Embrapa entrega novas sementes brasileiras ao Banco Mundial na Noruega
Ação visa fortalecer a segurança alimentar e a biodiversidade global.

A presidente da Embrapa, Silvia Massruhá, enviou uma nova coleção de sementes brasileiras ao Banco Mundial de Sementes de Svalbard, na Noruega, nesta quarta-feira (10). Com isso, 24 novas variedades de culturas, incluindo caju, fava, amendoim, mamona e gergelim, agora fazem parte da maior reserva de segurança agrícola do mundo.
Esse envio se soma a mais de 8 mil amostras já depositadas pela Embrapa desde 2012, visando preservar a biodiversidade agrícola global frente a ameaças como conflitos, mudanças climáticas, pragas e desastres naturais.
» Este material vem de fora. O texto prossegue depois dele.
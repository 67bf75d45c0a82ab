pub mod build;
pub mod config;
pub mod content;
pub mod dates;
pub mod markdown;
pub mod og;
pub mod search;
pub mod stats;
pub mod tags;
pub mod text;
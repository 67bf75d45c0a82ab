mod cli;
mod commands;

fn main() {
    let app = cli::Cli::build();
    let outcome = commands::run(app.command);

    if let Err(problem) = outcome {
        eprintln!("{problem:#}");
        std::process::exit(1);
    }
}
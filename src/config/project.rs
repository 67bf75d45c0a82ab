use std::path::{Path, PathBuf};

use anyhow::{Context, Result};

pub const CONFIG_FILE: &str = "penmark.yaml";

/// True when `root` holds a `penmark.yaml`.
pub fn is_project_root(root: &Path) -> bool {
    root.join(CONFIG_FILE).is_file()
}

/// Nearest of `start` and its ancestors that is a project root.
pub fn find_project_root(start: impl AsRef<Path>) -> Result<PathBuf> {
    let start = start.as_ref();
    start
        .ancestors()
        .find(|dir| is_project_root(dir))
        .map(Path::to_path_buf)
        .with_context(|| {
            format!(
                "could not locate {CONFIG_FILE} in {} or any parent directory (run `penmark init` to create one)",
                start.display()
            )
        })
}

/// Next step for a project whose `dist/` is missing.
pub fn missing_output_hint(root: &Path) -> String {
    if is_project_root(root) {
        "run `penmark build` first".to_string()
    } else {
        format!(
            "{} has no {CONFIG_FILE}; run `penmark init` and `penmark build` first",
            root.display()
        )
    }
}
Atualmente, o banco abriga cerca de 1,38 milhão de amostras de sementes de mais de 5 mil espécies de 223 nações.
✨ O objetivo principal é garantir a segurança alimentar global e a preservação da biodiversidade.
Segundo Silvia Massruhá, essa ação reforça a importância da pesquisa agropecuária brasileira para a segurança alimentar no mundo. "Essa iniciativa representa uma salvaguarda da biodiversidade agrícola global e evidencia o compromisso da ciência brasileira em enfrentar os desafios das mudanças climáticas", disse a presidente.
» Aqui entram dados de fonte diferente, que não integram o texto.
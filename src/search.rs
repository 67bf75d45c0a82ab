use anyhow::{Context, Result, bail};
use blake3::Hasher;
use serde::Serialize;
use url::Url;

use crate::content::Article;
use crate::dates::DateCanon;
use crate::tags::TagGlyphs;
use crate::text::compute_stats;

#[derive(Debug)]
pub struct SearchIndexArtifact {
    pub bytes: Vec<u8>,
    pub digest: String,
    pub entries: Vec<SearchEntry>,
}

#[derive(Debug, Clone, PartialEq, Serialize)]
#[serde(rename_all = "camelCase")]
pub struct SearchEntry {
    pub title: String,
    pub description: String,
    pub date: String,
    pub date_key: String,
    pub tags: Vec<String>,
    pub tags_with_emoji: Vec<String>,
    pub url: String,
    pub og_image: String,
    pub fallback_image: String,
    pub word_count: usize,
    pub char_count: usize,
    pub reading_minutes: usize,
    pub search: String,
}

#[derive(Serialize)]
struct SearchIndex<'a> {
    items: &'a [SearchEntry],
}

/// Everything the index needs besides the articles themselves.
pub struct IndexContext<'a> {
    pub canon: &'a DateCanon,
    pub glyphs: &'a dyn TagGlyphs,
    pub base_path: &'a str,
    pub og_dir: &'a str,
    pub include_drafts: bool,
}

/// Drops drafts (unless included) and orders newest first. Equal dates keep
/// their collection order.
///
/// An included article without a date fails the whole selection: a search
/// index missing entries would hide content without anyone noticing.
pub fn select_articles(articles: &[Article], include_drafts: bool) -> Result<Vec<&Article>> {
    let mut selected = Vec::with_capacity(articles.len());
    for article in articles {
        if article.draft && !include_drafts {
            continue;
        }
        if article.date.is_none() {
            bail!(
                "{}: date is required for '{}'",
                article.source_path.display(),
                article.key()
            );
        }
        selected.push(article);
    }
    selected.sort_by(|left, right| right.date.cmp(&left.date));
    Ok(selected)
}

pub fn build_entries(articles: &[Article], context: &IndexContext<'_>) -> Result<Vec<SearchEntry>> {
    select_articles(articles, context.include_drafts)?
        .into_iter()
        .map(|article| build_entry(article, context))
        .collect()
}

pub fn build_index(articles: &[Article], context: &IndexContext<'_>) -> Result<SearchIndexArtifact> {
    let entries = build_entries(articles, context)?;
    let bytes = serde_json::to_vec(&SearchIndex { items: &entries })
        .context("failed to serialize search index")?;
    let mut hasher = Hasher::new();
    hasher.update(&bytes);
    let digest = hasher.finalize().to_hex().to_string();

    Ok(SearchIndexArtifact {
        bytes,
        digest,
        entries,
    })
}

fn build_entry(article: &Article, context: &IndexContext<'_>) -> Result<SearchEntry> {
    let date = article
        .date
        .with_context(|| format!("{}: date is required", article.source_path.display()))?;
    let stats = compute_stats(&article.body);

    let generated = with_base(context.base_path, &generated_image_path(context.og_dir, article))?;
    let (og_image, fallback_image) =
        resolve_og_image(article.og_image.as_deref(), generated, context.base_path)?;

    let description = article.description.clone().unwrap_or_default();
    let search = search_text(&article.title, &description, &article.tags);

    Ok(SearchEntry {
        title: article.title.clone(),
        description,
        date: context.canon.display_date(date)?,
        date_key: context.canon.sort_key(date)?,
        tags: article.tags.clone(),
        tags_with_emoji: article
            .tags
            .iter()
            .map(|tag| context.glyphs.decorate(tag))
            .collect(),
        url: with_base(context.base_path, &article.key())?,
        og_image,
        fallback_image,
        word_count: stats.word_count,
        char_count: stats.char_count,
        reading_minutes: stats.reading_minutes,
        search,
    })
}

/// Site-relative location of the generated preview, without the base path.
pub fn generated_image_path(og_dir: &str, article: &Article) -> String {
    format!("{}/{}.png", og_dir.trim_matches('/'), article.key())
}

/// Returns `(og_image, fallback_image)`.
///
/// Absolute URLs are kept verbatim, site-relative paths are moved under the
/// base path, and a missing image falls back to the generated one.
pub fn resolve_og_image(
    declared: Option<&str>,
    generated: String,
    base_path: &str,
) -> Result<(String, String)> {
    match declared {
        None => Ok((generated.clone(), generated)),
        Some(value) if value.starts_with("http") => Ok((value.to_string(), generated)),
        Some(value) => Ok((with_base(base_path, value)?, generated)),
    }
}

/// Resolves `value` against the site base path and returns the URL path,
/// e.g. `with_base("/sub/", "/blog/a")` is `/sub/blog/a`.
pub fn with_base(base_path: &str, value: &str) -> Result<String> {
    let base = format!("/{}/", base_path.trim_matches('/')).replace("//", "/");
    let origin = Url::parse("https://example.invalid").context("failed to build base origin")?;
    let resolved = origin
        .join(&base)
        .and_then(|site| site.join(value.strip_prefix('/').unwrap_or(value)))
        .with_context(|| format!("failed to resolve '{value}' against base path '{base}'"))?;
    Ok(resolved.path().to_string())
}

fn search_text(title: &str, description: &str, tags: &[String]) -> String {
    [title, description]
        .into_iter()
        .chain(tags.iter().map(String::as_str))
        .filter(|part| !part.is_empty())
        .collect::<Vec<_>>()
        .join(" ")
        .to_lowercase()
}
Entre as culturas que já estão armazenadas em Svalbard estão arroz, feijão, milho, soja, trigo, forrageiras, hortaliças e fruteiras. Juliano Pádua, pesquisador da Embrapa Recursos Genéticos e Biotecnologia, destacou que os principais depósitos são de arroz, feijão e milho, essenciais para a segurança alimentar.
Além do envio de sementes, a Embrapa gerencia o maior banco de sementes da América Latina, localizado em Brasília, que possui quase 126 mil amostras de 1.213 espécies. Este banco é capaz de conservar até 600 mil amostras, com potencial para expandir para 900 mil.
Contexto
As sementes armazenadas incluem variedades vegetais, animais e microrganismos, sendo essenciais para pesquisas que visam desenvolver soluções sustentáveis e inovadoras para a agropecuária.
Durante sua visita à Noruega, Silvia Massruhá também realizou reuniões com ministérios e universidades para expandir a cooperação científica. Entre os principais tópicos, destaca-se a assinatura de um acordo com o Instituto Norueguês de Pesquisa em Bioeconomia (Nibio), abordando bioeconomia, biotecnologia e sustentabilidade.
Além disso, a Embrapa visitou o Instituto Norueguês de Pesquisa em Alimentos (Nofima), onde discutiram parcerias em áreas como economia circular e adaptação da aquicultura às mudanças climáticas.